**Task statement**:
Please restate, exactly as written, the lines running from the beginning of the material through the line that has "use std::collections::HashMap;" in it.

[Entries supplied — start]

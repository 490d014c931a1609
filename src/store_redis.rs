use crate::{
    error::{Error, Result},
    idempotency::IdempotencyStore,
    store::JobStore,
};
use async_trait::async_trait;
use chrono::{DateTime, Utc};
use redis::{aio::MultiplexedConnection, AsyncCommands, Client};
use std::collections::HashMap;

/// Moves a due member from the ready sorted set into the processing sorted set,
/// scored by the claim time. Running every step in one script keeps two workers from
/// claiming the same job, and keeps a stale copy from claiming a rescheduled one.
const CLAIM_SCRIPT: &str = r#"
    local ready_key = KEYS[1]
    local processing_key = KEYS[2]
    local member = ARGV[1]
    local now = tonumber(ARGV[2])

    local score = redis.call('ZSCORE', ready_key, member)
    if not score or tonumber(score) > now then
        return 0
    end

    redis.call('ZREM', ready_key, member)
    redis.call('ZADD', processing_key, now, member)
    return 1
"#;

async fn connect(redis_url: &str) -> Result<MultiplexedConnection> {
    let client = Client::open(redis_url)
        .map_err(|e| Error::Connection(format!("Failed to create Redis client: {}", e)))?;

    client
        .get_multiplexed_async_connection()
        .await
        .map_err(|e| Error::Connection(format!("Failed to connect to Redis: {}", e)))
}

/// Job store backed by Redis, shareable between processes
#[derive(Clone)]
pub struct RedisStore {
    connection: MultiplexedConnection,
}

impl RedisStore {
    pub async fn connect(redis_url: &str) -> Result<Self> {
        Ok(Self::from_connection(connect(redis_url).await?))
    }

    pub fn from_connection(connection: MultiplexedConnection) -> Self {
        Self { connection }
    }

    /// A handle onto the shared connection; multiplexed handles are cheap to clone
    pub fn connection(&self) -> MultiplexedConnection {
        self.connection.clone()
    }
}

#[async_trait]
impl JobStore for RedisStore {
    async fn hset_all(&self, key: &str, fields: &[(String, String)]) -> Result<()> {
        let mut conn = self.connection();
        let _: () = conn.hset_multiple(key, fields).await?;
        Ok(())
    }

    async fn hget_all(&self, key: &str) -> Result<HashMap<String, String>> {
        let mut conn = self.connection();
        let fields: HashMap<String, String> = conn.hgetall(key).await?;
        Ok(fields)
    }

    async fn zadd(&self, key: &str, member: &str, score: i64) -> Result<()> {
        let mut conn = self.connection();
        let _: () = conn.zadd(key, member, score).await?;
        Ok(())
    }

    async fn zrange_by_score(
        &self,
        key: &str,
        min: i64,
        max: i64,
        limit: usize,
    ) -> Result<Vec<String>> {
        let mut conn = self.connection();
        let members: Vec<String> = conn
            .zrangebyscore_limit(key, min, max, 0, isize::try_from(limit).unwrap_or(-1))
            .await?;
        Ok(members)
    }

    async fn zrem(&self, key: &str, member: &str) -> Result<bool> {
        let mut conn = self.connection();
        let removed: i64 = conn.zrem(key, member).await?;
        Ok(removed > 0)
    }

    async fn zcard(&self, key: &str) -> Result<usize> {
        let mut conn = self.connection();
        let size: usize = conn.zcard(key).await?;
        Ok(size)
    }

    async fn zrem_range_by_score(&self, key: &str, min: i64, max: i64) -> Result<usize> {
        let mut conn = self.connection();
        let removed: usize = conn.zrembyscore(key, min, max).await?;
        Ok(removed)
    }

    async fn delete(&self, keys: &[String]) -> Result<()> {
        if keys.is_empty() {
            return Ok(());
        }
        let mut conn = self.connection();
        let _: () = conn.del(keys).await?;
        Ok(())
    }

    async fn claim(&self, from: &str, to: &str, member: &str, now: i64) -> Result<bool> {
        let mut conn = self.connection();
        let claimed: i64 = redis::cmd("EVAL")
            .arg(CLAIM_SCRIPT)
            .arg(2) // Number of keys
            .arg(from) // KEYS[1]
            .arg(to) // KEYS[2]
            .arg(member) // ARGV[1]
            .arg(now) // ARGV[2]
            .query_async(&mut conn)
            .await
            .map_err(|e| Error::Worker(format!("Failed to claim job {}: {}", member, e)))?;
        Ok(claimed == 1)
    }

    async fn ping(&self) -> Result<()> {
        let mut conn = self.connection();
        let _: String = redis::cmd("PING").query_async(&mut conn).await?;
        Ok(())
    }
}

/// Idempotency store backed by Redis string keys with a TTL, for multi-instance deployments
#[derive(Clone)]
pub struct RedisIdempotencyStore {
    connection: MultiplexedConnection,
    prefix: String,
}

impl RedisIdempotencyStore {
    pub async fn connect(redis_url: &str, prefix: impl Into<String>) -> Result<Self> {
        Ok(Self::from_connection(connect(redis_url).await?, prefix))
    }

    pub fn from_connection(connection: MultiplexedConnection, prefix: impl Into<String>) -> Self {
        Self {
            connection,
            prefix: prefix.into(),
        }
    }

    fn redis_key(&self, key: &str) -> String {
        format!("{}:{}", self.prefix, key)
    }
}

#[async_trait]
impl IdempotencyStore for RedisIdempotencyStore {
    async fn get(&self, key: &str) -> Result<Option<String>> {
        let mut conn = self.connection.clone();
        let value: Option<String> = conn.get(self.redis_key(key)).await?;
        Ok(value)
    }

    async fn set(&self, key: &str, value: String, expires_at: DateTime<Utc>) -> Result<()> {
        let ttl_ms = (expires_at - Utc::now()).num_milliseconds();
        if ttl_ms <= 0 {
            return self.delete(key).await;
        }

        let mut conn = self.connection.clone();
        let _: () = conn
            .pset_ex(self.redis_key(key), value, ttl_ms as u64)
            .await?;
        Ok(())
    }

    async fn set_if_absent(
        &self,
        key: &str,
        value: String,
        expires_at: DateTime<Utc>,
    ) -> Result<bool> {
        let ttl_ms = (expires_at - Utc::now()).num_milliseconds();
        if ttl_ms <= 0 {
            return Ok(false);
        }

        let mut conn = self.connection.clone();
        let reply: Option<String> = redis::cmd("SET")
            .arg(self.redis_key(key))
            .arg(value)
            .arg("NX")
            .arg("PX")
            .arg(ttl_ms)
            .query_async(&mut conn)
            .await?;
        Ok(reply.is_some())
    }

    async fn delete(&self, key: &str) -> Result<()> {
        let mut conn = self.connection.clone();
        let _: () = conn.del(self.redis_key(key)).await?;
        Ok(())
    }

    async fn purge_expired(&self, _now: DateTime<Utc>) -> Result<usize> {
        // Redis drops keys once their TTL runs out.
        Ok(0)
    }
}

[Entries supplied — finish]

**Answer section**:
repository 490d014c931a1609
filename src/store_redis.rs
use crate::{
    error::{Error, Result},
    idempotency::IdempotencyStore,
    store::JobStore,
};
use async_trait::async_trait;
use chrono::{DateTime, Utc};
use redis::{aio::MultiplexedConnection, AsyncCommands, Client};
use std::collections::HashMap;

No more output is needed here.